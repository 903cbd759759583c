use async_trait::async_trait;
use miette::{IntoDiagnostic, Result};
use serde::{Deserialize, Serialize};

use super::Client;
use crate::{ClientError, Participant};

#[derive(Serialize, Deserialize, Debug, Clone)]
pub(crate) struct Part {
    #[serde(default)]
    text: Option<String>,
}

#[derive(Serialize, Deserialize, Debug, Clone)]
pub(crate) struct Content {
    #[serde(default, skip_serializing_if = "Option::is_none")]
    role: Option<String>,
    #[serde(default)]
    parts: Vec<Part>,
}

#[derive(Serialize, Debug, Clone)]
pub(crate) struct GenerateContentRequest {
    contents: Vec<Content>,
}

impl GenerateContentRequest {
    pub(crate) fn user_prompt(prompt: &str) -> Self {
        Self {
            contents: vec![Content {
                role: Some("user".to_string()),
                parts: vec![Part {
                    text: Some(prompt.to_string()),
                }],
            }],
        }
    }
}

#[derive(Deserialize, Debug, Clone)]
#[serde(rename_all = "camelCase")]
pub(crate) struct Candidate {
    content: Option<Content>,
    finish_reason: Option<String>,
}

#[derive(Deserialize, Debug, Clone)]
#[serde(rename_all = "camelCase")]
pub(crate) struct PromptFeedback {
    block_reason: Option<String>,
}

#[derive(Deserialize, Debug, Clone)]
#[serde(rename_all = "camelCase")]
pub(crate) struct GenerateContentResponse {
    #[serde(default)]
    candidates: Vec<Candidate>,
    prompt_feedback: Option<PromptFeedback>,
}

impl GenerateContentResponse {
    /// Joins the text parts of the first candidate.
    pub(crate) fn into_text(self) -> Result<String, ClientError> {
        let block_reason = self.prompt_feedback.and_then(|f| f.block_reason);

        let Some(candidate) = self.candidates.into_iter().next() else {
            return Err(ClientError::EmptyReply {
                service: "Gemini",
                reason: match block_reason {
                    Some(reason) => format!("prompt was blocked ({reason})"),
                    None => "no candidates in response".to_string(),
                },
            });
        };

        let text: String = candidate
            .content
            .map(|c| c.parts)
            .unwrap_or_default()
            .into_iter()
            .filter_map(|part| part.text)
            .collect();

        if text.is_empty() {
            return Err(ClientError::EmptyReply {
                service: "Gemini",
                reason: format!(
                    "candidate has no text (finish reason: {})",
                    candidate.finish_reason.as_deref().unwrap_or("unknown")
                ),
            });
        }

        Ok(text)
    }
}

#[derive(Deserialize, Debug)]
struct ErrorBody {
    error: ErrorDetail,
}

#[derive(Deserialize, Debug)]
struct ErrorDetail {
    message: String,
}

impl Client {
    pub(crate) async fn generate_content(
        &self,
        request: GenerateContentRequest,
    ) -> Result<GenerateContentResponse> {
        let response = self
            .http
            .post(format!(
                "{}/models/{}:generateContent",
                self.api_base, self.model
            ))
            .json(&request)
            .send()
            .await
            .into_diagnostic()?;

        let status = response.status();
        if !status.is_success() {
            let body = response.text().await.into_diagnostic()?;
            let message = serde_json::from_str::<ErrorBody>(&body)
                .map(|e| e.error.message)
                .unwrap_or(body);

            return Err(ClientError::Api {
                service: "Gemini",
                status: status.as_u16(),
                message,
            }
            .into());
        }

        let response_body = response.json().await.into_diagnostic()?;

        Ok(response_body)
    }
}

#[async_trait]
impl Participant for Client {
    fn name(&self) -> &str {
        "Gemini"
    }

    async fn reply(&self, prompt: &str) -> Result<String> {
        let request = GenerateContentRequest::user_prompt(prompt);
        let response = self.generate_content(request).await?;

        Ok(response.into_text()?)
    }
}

[Work order]
Retype each record exactly, leaving nothing out.

[Solution to this task]
repository 903cbd759759583c
use async_trait::async_trait;
use miette::{IntoDiagnostic, Result};
use serde::{Deserialize, Serialize};

use super::Client;
use crate::{ClientError, Participant};

#[derive(Serialize, Deserialize, Debug, Clone)]
pub(crate) struct Part {
    #[serde(default)]
    text: Option<String>,
}

#[derive(Serialize, Deserialize, Debug, Clone)]
pub(crate) struct Content {
    #[serde(default, skip_serializing_if = "Option::is_none")]
    role: Option<String>,
    #[serde(default)]
    parts: Vec<Part>,
}

#[derive(Serialize, Debug, Clone)]
pub(crate) struct GenerateContentRequest {
    contents: Vec<Content>,
}

impl GenerateContentRequest {
    pub(crate) fn user_prompt(prompt: &str) -> Self {
        Self {
            contents: vec![Content {
                role: Some("user".to_string()),
                parts: vec![Part {
                    text: Some(prompt.to_string()),
                }],
            }],
        }
    }
}

#[derive(Deserialize, Debug, Clone)]
#[serde(rename_all = "camelCase")]
pub(crate) struct Candidate {
    content: Option<Content>,
    finish_reason: Option<String>,
}

#[derive(Deserialize, Debug, Clone)]
#[serde(rename_all = "camelCase")]
pub(crate) struct PromptFeedback {
    block_reason: Option<String>,
}

#[derive(Deserialize, Debug, Clone)]
#[serde(rename_all = "camelCase")]
pub(crate) struct GenerateContentResponse {
    #[serde(default)]
    candidates: Vec<Candidate>,
    prompt_feedback: Option<PromptFeedback>,
}

impl GenerateContentResponse {
    /// Joins the text parts of the first candidate.
    pub(crate) fn into_text(self) -> Result<String, ClientError> {
        let block_reason = self.prompt_feedback.and_then(|f| f.block_reason);

        let Some(candidate) = self.candidates.into_iter().next() else {
            return Err(ClientError::EmptyReply {
                service: "Gemini",
                reason: match block_reason {
                    Some(reason) => format!("prompt was blocked ({reason})"),
                    None => "no candidates in response".to_string(),
                },
            });
        };

        let text: String = candidate
            .content
            .map(|c| c.parts)
            .unwrap_or_default()
            .into_iter()
            .filter_map(|part| part.text)
            .collect();

        if text.is_empty() {
            return Err(ClientError::EmptyReply {
                service: "Gemini",
                reason: format!(
                    "candidate has no text (finish reason: {})",
                    candidate.finish_reason.as_deref().unwrap_or("unknown")
                ),
            });
        }

        Ok(text)
    }
}

#[derive(Deserialize, Debug)]
struct ErrorBody {
    error: ErrorDetail,
}

#[derive(Deserialize, Debug)]
struct ErrorDetail {
    message: String,
}

impl Client {
    pub(crate) async fn generate_content(
        &self,
        request: GenerateContentRequest,
    ) -> Result<GenerateContentResponse> {
        let response = self
            .http
            .post(format!(
                "{}/models/{}:generateContent",
                self.api_base, self.model
            ))
            .json(&request)
            .send()
            .await
            .into_diagnostic()?;

        let status = response.status();
        if !status.is_success() {
            let body = response.text().await.into_diagnostic()?;
            let message = serde_json::from_str::<ErrorBody>(&body)
                .map(|e| e.error.message)
                .unwrap_or(body);

            return Err(ClientError::Api {
                service: "Gemini",
                status: status.as_u16(),
                message,
            }
            .into());
        }

        let response_body = response.json().await.into_diagnostic()?;

        Ok(response_body)
    }
}

#[async_trait]
impl Participant for Client {
    fn name(&self) -> &str {
        "Gemini"
    }

    async fn reply(&self, prompt: &str) -> Result<String> {
        let request = GenerateContentRequest::user_prompt(prompt);
        let response = self.generate_content(request).await?;

        Ok(response.into_text()?)
    }
}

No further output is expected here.